For some, it’s sweet and celebratory. But for many of us, it carries a heavy weight. Grief, longing, anger, silence. A thousand different shapes of pain.
For me, Mother’s Day has never felt like a day to celebrate. I lost my mother twenty years ago. And not a single pastel card or brunch special could hold what she meant to me, or what her absence still feels like. I never needed a commercialized holiday to honor her. I carry her with me every day. In the way I speak gently to those in pain. In the way I make tea. In the way I remember.
But that’s only one layer.
There’s also the grief of what never came to be. I’ve had two miscarriages. I’ve walked the lonely path of infertility. I’ve met the end of my years to conceive, and I still work on coming to terms with the fact that I will never have children. For years, I met this day with full-body rage. Not just sadness, but anger. I hated how people would casually wish me a “Happy Mother’s Day” without knowing what they were saying. I hated the way the world forgot how many kinds of mothers and losses exist. I hated the way this day felt like it was never made for me.

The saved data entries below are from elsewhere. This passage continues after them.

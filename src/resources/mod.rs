//! Per-family endpoint bindings, filters and specialized operations built
//! on the generic list controller.

pub mod companies;
pub mod dates;
pub mod progress;
pub mod stages;
pub mod students;
pub mod users;
//! Role enumeration shared by claims, user records and permission checks

use serde::{Deserialize, Serialize};
use std::fmt;

/// Account role carried in token claims and user records.
///
/// Drives both which views a client renders and which endpoints the backend
/// permits. Roles the client does not recognize deserialize as `Unknown`,
/// which grants no special permissions.
#[derive(Debug, Clone, Copy, PartialEq, Eq, Serialize, Deserialize)]
pub enum Role {
    #[serde(rename = "ADMIN")]
    Admin,
    #[serde(rename = "STUDENT")]
    Student,
    #[serde(rename = "COMPANY")]
    Company,
    #[serde(other)]
    Unknown,
}

impl Role {
    /// Wire representation, matching the backend's choices.
    pub fn as_str(&self) -> &'static str {
        match self {
            Role::Admin => "ADMIN",
            Role::Student => "STUDENT",
            Role::Company => "COMPANY",
            Role::Unknown => "UNKNOWN",
        }
    }

    /// Human-readable label for display.
    pub fn label(&self) -> &'static str {
        match self {
            Role::Admin => "Admin/TPO",
            Role::Student => "Student",
            Role::Company => "Company Representative",
            Role::Unknown => "Unknown",
        }
    }
}

impl Default for Role {
    fn default() -> Self {
        Role::Unknown
    }
}

impl fmt::Display for Role {
    fn fmt(&self, f: &mut fmt::Formatter<'_>) -> fmt::Result {
        f.write_str(self.as_str())
    }
}

impl std::str::FromStr for Role {
    type Err = String;

    fn from_str(s: &str) -> Result<Self, Self::Err> {
        match s.to_ascii_uppercase().as_str() {
            "ADMIN" => Ok(Role::Admin),
            "STUDENT" => Ok(Role::Student),
            "COMPANY" => Ok(Role::Company),
            other => Err(format!("unknown role: {}", other)),
        }
    }
}

#[cfg(test)]
mod tests {
    use super::*;

    #[test]
    fn unknown_roles_degrade() {
        let role: Role = serde_json::from_str("\"SUPERVISOR\"").unwrap();
        assert_eq!(role, Role::Unknown);
    }

    #[test]
    fn known_roles_round_trip() {
        for (wire, role) in [
            ("\"ADMIN\"", Role::Admin),
            ("\"STUDENT\"", Role::Student),
            ("\"COMPANY\"", Role::Company),
        ] {
            let parsed: Role = serde_json::from_str(wire).unwrap();
            assert_eq!(parsed, role);
            assert_eq!(serde_json::to_string(&parsed).unwrap(), wire);
        }
    }
}
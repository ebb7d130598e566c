//! Selection-process stage catalogue and per-application stage results

use placetrack_protocol::{PlacementStage, StageProgress, StageProgressDraft};

use crate::client::{fetch_list, ApiClient};
use crate::error::Result;
use crate::resource::Resource;

impl Resource for StageProgress {
    type Draft = StageProgressDraft;
    const COLLECTION: &'static str = "/stage-progress/";

    fn id(&self) -> i64 {
        self.id
    }
}

/// The stage catalogue, ordered by sequence on the backend.
pub async fn stages<C: ApiClient>(client: &C) -> Result<Vec<PlacementStage>> {
    fetch_list(client, "/stages/").await
}

pub async fn stage_progress<C: ApiClient>(client: &C) -> Result<Vec<StageProgress>> {
    fetch_list(client, "/stage-progress/").await
}
//! Important dates (calendar events)

use chrono::{DateTime, Utc};
use placetrack_protocol::{EventType, ImportantDate, ImportantDateDraft};

use crate::client::{fetch_list, ApiClient};
use crate::error::Result;
use crate::resource::{contains_ci, Filter, Resource};

impl Resource for ImportantDate {
    type Draft = ImportantDateDraft;
    const COLLECTION: &'static str = "/important-dates/";

    fn id(&self) -> i64 {
        self.id
    }
}

/// Upcoming/past split relative to a fixed reference instant. The instant
/// is part of the filter state so filtering stays a pure function.
#[derive(Debug, Clone, Copy, PartialEq, Eq)]
pub enum DateWindow {
    Upcoming,
    Past,
}

/// Client-side filter state for the events list.
#[derive(Debug, Clone, Default)]
pub struct DateFilter {
    pub search: String,
    pub event_type: Option<EventType>,
    pub window: Option<(DateWindow, DateTime<Utc>)>,
}

impl Filter<ImportantDate> for DateFilter {
    fn matches(&self, event: &ImportantDate) -> bool {
        let matches_search = self.search.is_empty()
            || contains_ci(&event.title, &self.search)
            || contains_ci(&event.description, &self.search);

        let matches_type = self.event_type.map_or(true, |t| event.event_type == t);

        let matches_window = self.window.map_or(true, |(window, reference)| match window {
            DateWindow::Upcoming => event.event_date > reference,
            DateWindow::Past => event.event_date <= reference,
        });

        matches_search && matches_type && matches_window
    }
}

/// Server-side upcoming listing.
pub async fn upcoming<C: ApiClient>(client: &C) -> Result<Vec<ImportantDate>> {
    fetch_list(client, "/important-dates/upcoming/").await
}

#[cfg(test)]
mod tests {
    use super::*;
    use crate::resource::apply_filters;
    use chrono::TimeZone;

    fn event(id: i64, title: &str, kind: EventType, when: DateTime<Utc>) -> ImportantDate {
        ImportantDate {
            id,
            title: title.to_string(),
            description: String::new(),
            event_type: kind,
            company: None,
            event_date: when,
            location: String::new(),
            link: String::new(),
            is_active: true,
            company_name: None,
            created_at: None,
            updated_at: None,
        }
    }

    #[test]
    fn window_split_is_relative_to_reference() {
        let reference = Utc.with_ymd_and_hms(2024, 6, 1, 12, 0, 0).unwrap();
        let events = vec![
            event(1, "Past drive", EventType::Drive, reference - chrono::Duration::days(3)),
            event(2, "Future test", EventType::Test, reference + chrono::Duration::days(3)),
        ];

        let upcoming = DateFilter {
            window: Some((DateWindow::Upcoming, reference)),
            ..Default::default()
        };
        assert_eq!(apply_filters(&events, &upcoming)[0].id, 2);

        let past = DateFilter {
            window: Some((DateWindow::Past, reference)),
            ..Default::default()
        };
        assert_eq!(apply_filters(&events, &past)[0].id, 1);
    }

    #[test]
    fn type_filter_and_search() {
        let reference = Utc.with_ymd_and_hms(2024, 6, 1, 0, 0, 0).unwrap();
        let events = vec![
            event(1, "Nimbus aptitude test", EventType::Test, reference),
            event(2, "Result announcement", EventType::Result, reference),
        ];

        let tests_only = DateFilter {
            event_type: Some(EventType::Test),
            ..Default::default()
        };
        assert_eq!(apply_filters(&events, &tests_only)[0].id, 1);

        let search = DateFilter {
            search: "RESULT".to_string(),
            ..Default::default()
        };
        assert_eq!(apply_filters(&events, &search)[0].id, 2);
    }
}
//! Authentication API DTOs
//!
//! This module contains data transfer objects for authentication-related
//! endpoints: login, registration, token refresh, logout, profile and
//! password management, plus the admin user-management views.

use chrono::{DateTime, Utc};
use serde::{Deserialize, Serialize};
use validator::Validate;

pub use crate::common::{Claims, Role, TokenPair};

// ============================================================================
// Login DTOs
// ============================================================================

/// Credentials login request for POST /auth/login/
#[derive(Debug, Clone, Serialize, Deserialize, Validate)]
pub struct LoginRequest {
    #[validate(length(min = 1, max = 150))]
    pub username: String,
    #[validate(length(min = 1, max = 128))]
    pub password: String,
}

/// Login response: both tokens plus the user profile the backend attaches.
#[derive(Debug, Clone, Serialize, Deserialize)]
pub struct LoginResponse {
    pub access: String,
    pub refresh: String,
    #[serde(default)]
    pub user: Option<UserAccount>,
}

// ============================================================================
// Registration DTOs
// ============================================================================

/// Registration request for POST /auth/register/
#[derive(Debug, Clone, Serialize, Deserialize, Validate)]
pub struct RegisterRequest {
    #[validate(length(min = 1, max = 150))]
    pub username: String,
    #[validate(email)]
    pub email: String,
    #[validate(length(min = 8, max = 128))]
    pub password: String,
    #[validate(must_match(other = "password"))]
    pub password2: String,
    #[serde(default)]
    pub first_name: String,
    #[serde(default)]
    pub last_name: String,
    pub role: Role,
    #[serde(default)]
    pub phone: String,
}

/// Tokens nested under a `tokens` key, one of the two registration shapes.
#[derive(Debug, Clone, Serialize, Deserialize)]
pub struct NestedTokens {
    pub access: String,
    pub refresh: String,
}

/// Registration response.
///
/// The backend has shipped two shapes for this endpoint: tokens nested under
/// a `tokens` key, or flattened at top level next to the user. Both
/// deserialize here; `into_parts` normalizes them to one internal form.
#[derive(Debug, Clone, Serialize, Deserialize)]
pub struct RegisterResponse {
    #[serde(default)]
    pub tokens: Option<NestedTokens>,
    #[serde(default)]
    pub access: Option<String>,
    #[serde(default)]
    pub refresh: Option<String>,
    #[serde(default)]
    pub user: Option<UserAccount>,
    #[serde(default)]
    pub message: Option<String>,
}

impl RegisterResponse {
    /// Normalize the two response shapes into a token pair and profile.
    /// Returns `None` when neither shape carries a complete pair.
    pub fn into_parts(self) -> Option<(TokenPair, Option<UserAccount>)> {
        let pair = match self.tokens {
            Some(nested) => TokenPair {
                access: nested.access,
                refresh: nested.refresh,
            },
            None => TokenPair {
                access: self.access?,
                refresh: self.refresh?,
            },
        };
        Some((pair, self.user))
    }
}

// ============================================================================
// Token Refresh / Logout DTOs
// ============================================================================

/// Refresh access token request for POST /auth/token/refresh/
#[derive(Debug, Clone, Serialize, Deserialize)]
pub struct RefreshRequest {
    pub refresh: String,
}

/// Refresh response: only a new access token, the refresh token is untouched.
#[derive(Debug, Clone, Serialize, Deserialize)]
pub struct RefreshResponse {
    pub access: String,
}

/// Logout request for POST /auth/logout/ (server-side refresh revocation)
#[derive(Debug, Clone, Serialize, Deserialize)]
pub struct LogoutRequest {
    pub refresh_token: String,
}

// ============================================================================
// Profile DTOs
// ============================================================================

/// User record as returned by the accounts endpoints.
#[derive(Debug, Clone, Serialize, Deserialize)]
pub struct UserAccount {
    pub id: i64,
    pub username: String,
    #[serde(default)]
    pub email: String,
    #[serde(default)]
    pub first_name: String,
    #[serde(default)]
    pub last_name: String,
    #[serde(default)]
    pub role: Role,
    #[serde(default)]
    pub phone: String,
    #[serde(default, skip_serializing_if = "Option::is_none")]
    pub profile_picture: Option<String>,
    #[serde(default)]
    pub is_verified: bool,
    #[serde(default = "default_true")]
    pub is_active: bool,
    #[serde(default, skip_serializing_if = "Option::is_none")]
    pub created_at: Option<DateTime<Utc>>,
    #[serde(default, skip_serializing_if = "Option::is_none")]
    pub updated_at: Option<DateTime<Utc>>,
}

fn default_true() -> bool {
    true
}

/// Partial profile update for PUT /auth/profile/update/
#[derive(Debug, Clone, Default, Serialize, Deserialize, Validate)]
pub struct ProfileUpdate {
    #[serde(skip_serializing_if = "Option::is_none")]
    pub first_name: Option<String>,
    #[serde(skip_serializing_if = "Option::is_none")]
    pub last_name: Option<String>,
    #[validate(email)]
    #[serde(skip_serializing_if = "Option::is_none")]
    pub email: Option<String>,
    #[serde(skip_serializing_if = "Option::is_none")]
    pub phone: Option<String>,
}

/// Profile update response wraps the fresh record with a status message.
#[derive(Debug, Clone, Serialize, Deserialize)]
pub struct ProfileUpdateResponse {
    pub user: UserAccount,
    #[serde(default)]
    pub message: Option<String>,
}

/// Change password request for POST /auth/change-password/
#[derive(Debug, Clone, Serialize, Deserialize, Validate)]
pub struct ChangePasswordRequest {
    #[validate(length(min = 1))]
    pub old_password: String,
    #[validate(length(min = 8, max = 128))]
    pub new_password: String,
    #[validate(must_match(other = "new_password"))]
    pub new_password2: String,
}

/// Plain `{"message": ...}` acknowledgements.
#[derive(Debug, Clone, Serialize, Deserialize)]
pub struct MessageResponse {
    #[serde(default)]
    pub message: String,
}

// ============================================================================
// User Management DTOs (admin)
// ============================================================================

/// Partial user update for PATCH /auth/users/{id}/
#[derive(Debug, Clone, Default, Serialize, Deserialize)]
pub struct UserUpdate {
    #[serde(skip_serializing_if = "Option::is_none")]
    pub username: Option<String>,
    #[serde(skip_serializing_if = "Option::is_none")]
    pub email: Option<String>,
    #[serde(skip_serializing_if = "Option::is_none")]
    pub first_name: Option<String>,
    #[serde(skip_serializing_if = "Option::is_none")]
    pub last_name: Option<String>,
    #[serde(skip_serializing_if = "Option::is_none")]
    pub role: Option<Role>,
    #[serde(skip_serializing_if = "Option::is_none")]
    pub phone: Option<String>,
}

impl From<&UserAccount> for UserUpdate {
    fn from(user: &UserAccount) -> Self {
        Self {
            username: Some(user.username.clone()),
            email: Some(user.email.clone()),
            first_name: Some(user.first_name.clone()),
            last_name: Some(user.last_name.clone()),
            role: Some(user.role),
            phone: Some(user.phone.clone()),
        }
    }
}

/// Response of POST /auth/users/{id}/verify/
#[derive(Debug, Clone, Serialize, Deserialize)]
pub struct VerifyUserResponse {
    #[serde(default)]
    pub message: String,
    pub user: UserAccount,
}

#[cfg(test)]
mod tests {
    use super::*;

    #[test]
    fn register_response_nested_shape() {
        let raw = serde_json::json!({
            "user": {"id": 7, "username": "tpo", "role": "ADMIN"},
            "message": "User registered successfully",
            "tokens": {"refresh": "r-1", "access": "a-1"}
        });
        let resp: RegisterResponse = serde_json::from_value(raw).unwrap();
        let (pair, user) = resp.into_parts().unwrap();
        assert_eq!(pair.access, "a-1");
        assert_eq!(pair.refresh, "r-1");
        assert_eq!(user.unwrap().username, "tpo");
    }

    #[test]
    fn register_response_flat_shape() {
        let raw = serde_json::json!({
            "access": "a-2",
            "refresh": "r-2",
            "user": {"id": 8, "username": "rep", "role": "COMPANY"}
        });
        let resp: RegisterResponse = serde_json::from_value(raw).unwrap();
        let (pair, _) = resp.into_parts().unwrap();
        assert_eq!(pair.access, "a-2");
        assert_eq!(pair.refresh, "r-2");
    }

    #[test]
    fn register_response_incomplete_pair() {
        let raw = serde_json::json!({"access": "only-half"});
        let resp: RegisterResponse = serde_json::from_value(raw).unwrap();
        assert!(resp.into_parts().is_none());
    }
}
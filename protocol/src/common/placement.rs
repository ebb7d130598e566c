//! Placement-domain enumerations
//!
//! Wire values mirror the backend's choice fields; every enum keeps its
//! SCREAMING_SNAKE wire form plus a human label for rendering.

use serde::{Deserialize, Serialize};
use std::fmt;

/// Engineering branch codes.
#[derive(Debug, Clone, Copy, PartialEq, Eq, Serialize, Deserialize)]
pub enum Branch {
    #[serde(rename = "CSE")]
    Cse,
    #[serde(rename = "IT")]
    It,
    #[serde(rename = "ECE")]
    Ece,
    #[serde(rename = "ME")]
    Me,
    #[serde(rename = "CE")]
    Ce,
    #[serde(rename = "EE")]
    Ee,
}

impl Branch {
    pub fn as_str(&self) -> &'static str {
        match self {
            Branch::Cse => "CSE",
            Branch::It => "IT",
            Branch::Ece => "ECE",
            Branch::Me => "ME",
            Branch::Ce => "CE",
            Branch::Ee => "EE",
        }
    }

    pub fn label(&self) -> &'static str {
        match self {
            Branch::Cse => "Computer Science and Engineering",
            Branch::It => "Information Technology",
            Branch::Ece => "Electronics and Communication Engineering",
            Branch::Me => "Mechanical Engineering",
            Branch::Ce => "Civil Engineering",
            Branch::Ee => "Electrical Engineering",
        }
    }
}

impl fmt::Display for Branch {
    fn fmt(&self, f: &mut fmt::Formatter<'_>) -> fmt::Result {
        f.write_str(self.as_str())
    }
}

impl std::str::FromStr for Branch {
    type Err = String;

    fn from_str(s: &str) -> Result<Self, Self::Err> {
        match s.to_ascii_uppercase().as_str() {
            "CSE" => Ok(Branch::Cse),
            "IT" => Ok(Branch::It),
            "ECE" => Ok(Branch::Ece),
            "ME" => Ok(Branch::Me),
            "CE" => Ok(Branch::Ce),
            "EE" => Ok(Branch::Ee),
            other => Err(format!("unknown branch: {}", other)),
        }
    }
}

/// Company categories.
#[derive(Debug, Clone, Copy, PartialEq, Eq, Serialize, Deserialize)]
#[serde(rename_all = "SCREAMING_SNAKE_CASE")]
pub enum CompanyType {
    Product,
    Service,
    Startup,
    Mnc,
}

impl CompanyType {
    pub fn as_str(&self) -> &'static str {
        match self {
            CompanyType::Product => "PRODUCT",
            CompanyType::Service => "SERVICE",
            CompanyType::Startup => "STARTUP",
            CompanyType::Mnc => "MNC",
        }
    }

    pub fn label(&self) -> &'static str {
        match self {
            CompanyType::Product => "Product Based",
            CompanyType::Service => "Service Based",
            CompanyType::Startup => "Startup",
            CompanyType::Mnc => "Multinational Corporation",
        }
    }
}

impl fmt::Display for CompanyType {
    fn fmt(&self, f: &mut fmt::Formatter<'_>) -> fmt::Result {
        f.write_str(self.as_str())
    }
}

impl std::str::FromStr for CompanyType {
    type Err = String;

    fn from_str(s: &str) -> Result<Self, Self::Err> {
        match s.to_ascii_uppercase().as_str() {
            "PRODUCT" => Ok(CompanyType::Product),
            "SERVICE" => Ok(CompanyType::Service),
            "STARTUP" => Ok(CompanyType::Startup),
            "MNC" => Ok(CompanyType::Mnc),
            other => Err(format!("unknown company type: {}", other)),
        }
    }
}

/// Lifecycle of a single student/company application.
#[derive(Debug, Clone, Copy, PartialEq, Eq, Serialize, Deserialize)]
#[serde(rename_all = "SCREAMING_SNAKE_CASE")]
pub enum PlacementStatus {
    Applied,
    InProgress,
    Shortlisted,
    Selected,
    Rejected,
    OfferReceived,
    OfferAccepted,
    OfferDeclined,
}

impl PlacementStatus {
    pub fn as_str(&self) -> &'static str {
        match self {
            PlacementStatus::Applied => "APPLIED",
            PlacementStatus::InProgress => "IN_PROGRESS",
            PlacementStatus::Shortlisted => "SHORTLISTED",
            PlacementStatus::Selected => "SELECTED",
            PlacementStatus::Rejected => "REJECTED",
            PlacementStatus::OfferReceived => "OFFER_RECEIVED",
            PlacementStatus::OfferAccepted => "OFFER_ACCEPTED",
            PlacementStatus::OfferDeclined => "OFFER_DECLINED",
        }
    }

    pub fn label(&self) -> &'static str {
        match self {
            PlacementStatus::Applied => "Applied",
            PlacementStatus::InProgress => "In Progress",
            PlacementStatus::Shortlisted => "Shortlisted",
            PlacementStatus::Selected => "Selected",
            PlacementStatus::Rejected => "Rejected",
            PlacementStatus::OfferReceived => "Offer Received",
            PlacementStatus::OfferAccepted => "Offer Accepted",
            PlacementStatus::OfferDeclined => "Offer Declined",
        }
    }

    /// Statuses that count toward the "selected" dashboard indicator.
    pub fn is_success(&self) -> bool {
        matches!(
            self,
            PlacementStatus::Selected | PlacementStatus::OfferAccepted
        )
    }

    /// Statuses that count as still pending.
    pub fn is_pending(&self) -> bool {
        matches!(
            self,
            PlacementStatus::Applied | PlacementStatus::InProgress
        )
    }
}

impl fmt::Display for PlacementStatus {
    fn fmt(&self, f: &mut fmt::Formatter<'_>) -> fmt::Result {
        f.write_str(self.as_str())
    }
}

impl std::str::FromStr for PlacementStatus {
    type Err = String;

    fn from_str(s: &str) -> Result<Self, Self::Err> {
        match s.to_ascii_uppercase().as_str() {
            "APPLIED" => Ok(PlacementStatus::Applied),
            "IN_PROGRESS" => Ok(PlacementStatus::InProgress),
            "SHORTLISTED" => Ok(PlacementStatus::Shortlisted),
            "SELECTED" => Ok(PlacementStatus::Selected),
            "REJECTED" => Ok(PlacementStatus::Rejected),
            "OFFER_RECEIVED" => Ok(PlacementStatus::OfferReceived),
            "OFFER_ACCEPTED" => Ok(PlacementStatus::OfferAccepted),
            "OFFER_DECLINED" => Ok(PlacementStatus::OfferDeclined),
            other => Err(format!("unknown status: {}", other)),
        }
    }
}

/// Selection-process stage categories.
#[derive(Debug, Clone, Copy, PartialEq, Eq, Serialize, Deserialize)]
#[serde(rename_all = "SCREAMING_SNAKE_CASE")]
pub enum StageType {
    Application,
    Aptitude,
    #[serde(rename = "TECHNICAL1")]
    Technical1,
    #[serde(rename = "TECHNICAL2")]
    Technical2,
    #[serde(rename = "TECHNICAL3")]
    Technical3,
    Hr,
    Final,
}

impl StageType {
    pub fn label(&self) -> &'static str {
        match self {
            StageType::Application => "Application Submission",
            StageType::Aptitude => "Aptitude Test",
            StageType::Technical1 => "Technical Round 1",
            StageType::Technical2 => "Technical Round 2",
            StageType::Technical3 => "Technical Round 3",
            StageType::Hr => "HR Round",
            StageType::Final => "Final Selection",
        }
    }
}

/// Outcome of one stage for one application.
#[derive(Debug, Clone, Copy, PartialEq, Eq, Serialize, Deserialize)]
#[serde(rename_all = "SCREAMING_SNAKE_CASE")]
pub enum StageResult {
    Pending,
    Cleared,
    Failed,
}

impl StageResult {
    pub fn label(&self) -> &'static str {
        match self {
            StageResult::Pending => "Pending",
            StageResult::Cleared => "Cleared",
            StageResult::Failed => "Failed",
        }
    }
}

/// Calendar event categories.
#[derive(Debug, Clone, Copy, PartialEq, Eq, Serialize, Deserialize)]
#[serde(rename_all = "SCREAMING_SNAKE_CASE")]
pub enum EventType {
    Drive,
    Deadline,
    Test,
    Interview,
    Result,
    Other,
}

impl EventType {
    pub fn as_str(&self) -> &'static str {
        match self {
            EventType::Drive => "DRIVE",
            EventType::Deadline => "DEADLINE",
            EventType::Test => "TEST",
            EventType::Interview => "INTERVIEW",
            EventType::Result => "RESULT",
            EventType::Other => "OTHER",
        }
    }

    pub fn label(&self) -> &'static str {
        match self {
            EventType::Drive => "Placement Drive",
            EventType::Deadline => "Application Deadline",
            EventType::Test => "Test/Assessment",
            EventType::Interview => "Interview",
            EventType::Result => "Result Announcement",
            EventType::Other => "Other",
        }
    }
}

impl fmt::Display for EventType {
    fn fmt(&self, f: &mut fmt::Formatter<'_>) -> fmt::Result {
        f.write_str(self.as_str())
    }
}

impl std::str::FromStr for EventType {
    type Err = String;

    fn from_str(s: &str) -> Result<Self, Self::Err> {
        match s.to_ascii_uppercase().as_str() {
            "DRIVE" => Ok(EventType::Drive),
            "DEADLINE" => Ok(EventType::Deadline),
            "TEST" => Ok(EventType::Test),
            "INTERVIEW" => Ok(EventType::Interview),
            "RESULT" => Ok(EventType::Result),
            "OTHER" => Ok(EventType::Other),
            other => Err(format!("unknown event type: {}", other)),
        }
    }
}
//! Persisted token storage
//!
//! A small named-entry store backed by a JSON file, the CLI analogue of
//! origin-scoped browser storage. Holds exactly two well-known entries, the
//! access and refresh tokens. The store enforces no expiry of its own;
//! staleness is the caller's concern.

use std::collections::BTreeMap;
use std::fs;
use std::path::PathBuf;
use std::sync::{Arc, Mutex};

use crate::error::{Result, TrackError};

/// Entry name of the short-lived access token.
pub const ACCESS_TOKEN: &str = "access_token";
/// Entry name of the long-lived refresh token.
pub const REFRESH_TOKEN: &str = "refresh_token";

/// Handle shared between the HTTP client and the session manager. The two
/// persisted tokens are a process-wide singleton.
pub type SharedTokenStore = Arc<Mutex<TokenStore>>;

/// File-backed named string entries.
#[derive(Debug)]
pub struct TokenStore {
    path: PathBuf,
    entries: BTreeMap<String, String>,
}

impl TokenStore {
    /// Open the store at `path`, loading existing entries if the file exists.
    pub fn open(path: impl Into<PathBuf>) -> Result<Self> {
        let mut store = Self {
            path: path.into(),
            entries: BTreeMap::new(),
        };
        store.load()?;
        Ok(store)
    }

    /// Wrap into the shared handle used across client and session manager.
    pub fn into_shared(self) -> SharedTokenStore {
        Arc::new(Mutex::new(self))
    }

    pub fn get(&self, name: &str) -> Option<String> {
        self.entries.get(name).cloned()
    }

    pub fn set(&mut self, name: &str, value: &str) -> Result<()> {
        self.entries.insert(name.to_string(), value.to_string());
        self.save()
    }

    pub fn clear(&mut self, name: &str) -> Result<()> {
        self.entries.remove(name);
        self.save()
    }

    /// Remove every entry. Both tokens are always cleared together on
    /// logout or an irrecoverable refresh failure.
    pub fn clear_all(&mut self) -> Result<()> {
        self.entries.clear();
        self.save()
    }

    fn load(&mut self) -> Result<()> {
        if !self.path.exists() {
            return Ok(());
        }

        let content = fs::read_to_string(&self.path)
            .map_err(|e| TrackError::io("Failed to read token storage", e.to_string()))?;

        if content.trim().is_empty() {
            return Ok(());
        }

        self.entries = serde_json::from_str(&content)
            .map_err(|e| TrackError::io("Failed to parse token storage", e.to_string()))?;
        Ok(())
    }

    fn save(&self) -> Result<()> {
        if let Some(parent) = self.path.parent() {
            fs::create_dir_all(parent)
                .map_err(|e| TrackError::io("Failed to create storage directory", e.to_string()))?;
        }

        let content = serde_json::to_string_pretty(&self.entries)?;
        fs::write(&self.path, content)
            .map_err(|e| TrackError::io("Failed to write token storage", e.to_string()))?;
        Ok(())
    }
}

#[cfg(test)]
mod tests {
    use super::*;

    #[test]
    fn entries_survive_reopen() {
        let dir = tempfile::tempdir().unwrap();
        let path = dir.path().join("tokens.json");

        let mut store = TokenStore::open(&path).unwrap();
        store.set(ACCESS_TOKEN, "a-token").unwrap();
        store.set(REFRESH_TOKEN, "r-token").unwrap();
        drop(store);

        let store = TokenStore::open(&path).unwrap();
        assert_eq!(store.get(ACCESS_TOKEN).as_deref(), Some("a-token"));
        assert_eq!(store.get(REFRESH_TOKEN).as_deref(), Some("r-token"));
    }

    #[test]
    fn clear_all_removes_both_tokens() {
        let dir = tempfile::tempdir().unwrap();
        let path = dir.path().join("tokens.json");

        let mut store = TokenStore::open(&path).unwrap();
        store.set(ACCESS_TOKEN, "a").unwrap();
        store.set(REFRESH_TOKEN, "r").unwrap();
        store.clear_all().unwrap();

        assert!(store.get(ACCESS_TOKEN).is_none());
        assert!(store.get(REFRESH_TOKEN).is_none());

        let reopened = TokenStore::open(&path).unwrap();
        assert!(reopened.get(ACCESS_TOKEN).is_none());
    }

    #[test]
    fn clear_single_entry() {
        let dir = tempfile::tempdir().unwrap();
        let mut store = TokenStore::open(dir.path().join("t.json")).unwrap();
        store.set(ACCESS_TOKEN, "a").unwrap();
        store.set(REFRESH_TOKEN, "r").unwrap();
        store.clear(ACCESS_TOKEN).unwrap();
        assert!(store.get(ACCESS_TOKEN).is_none());
        assert_eq!(store.get(REFRESH_TOKEN).as_deref(), Some("r"));
    }

    #[test]
    fn missing_file_is_empty_store() {
        let dir = tempfile::tempdir().unwrap();
        let store = TokenStore::open(dir.path().join("absent.json")).unwrap();
        assert!(store.get(ACCESS_TOKEN).is_none());
    }
}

For some, there are the relationships that never felt safe or loving. Some are estranged from their mothers. Some carry wounds from childhood that never had a place to heal. Some are mothers estranged from their own children, bearing a different kind of ache, unspoken, unseen. This day can feel like a pressure cooker for grief that doesn’t fit the mold.
So, this post is a sacred offering for all who are grieving:
For those who have lost their mothers.
For those who have lost children.
For those who wanted to be mothers and never got the chance.
For those who are estranged from their mothers or their children.
For those whose relationships with their mothers were painful, unsafe, or unresolved.
For those whose hearts feel too tender to name why this day hurts.
For those who feel numb, or angry, or nothing at all.
Grief evolves. It changes form. It may quiet with time, or it may knock the wind out of you years later. There is no finish line. No expiration date. And no right way to move through it.
So this is your permission:
To ignore the day entirely.
To weep in the bathroom.
To rage at the commercials.
To hold your belly and remember what could have been.
To skip the call or the card or the performative brunch.
To speak your mother’s name out loud, or to never speak it at all.
To do whatever your heart needs.
You are not broken. You are not alone. And you do not have to perform joy just because the calendar tells you to.
I see you. And I’m holding space for your grief.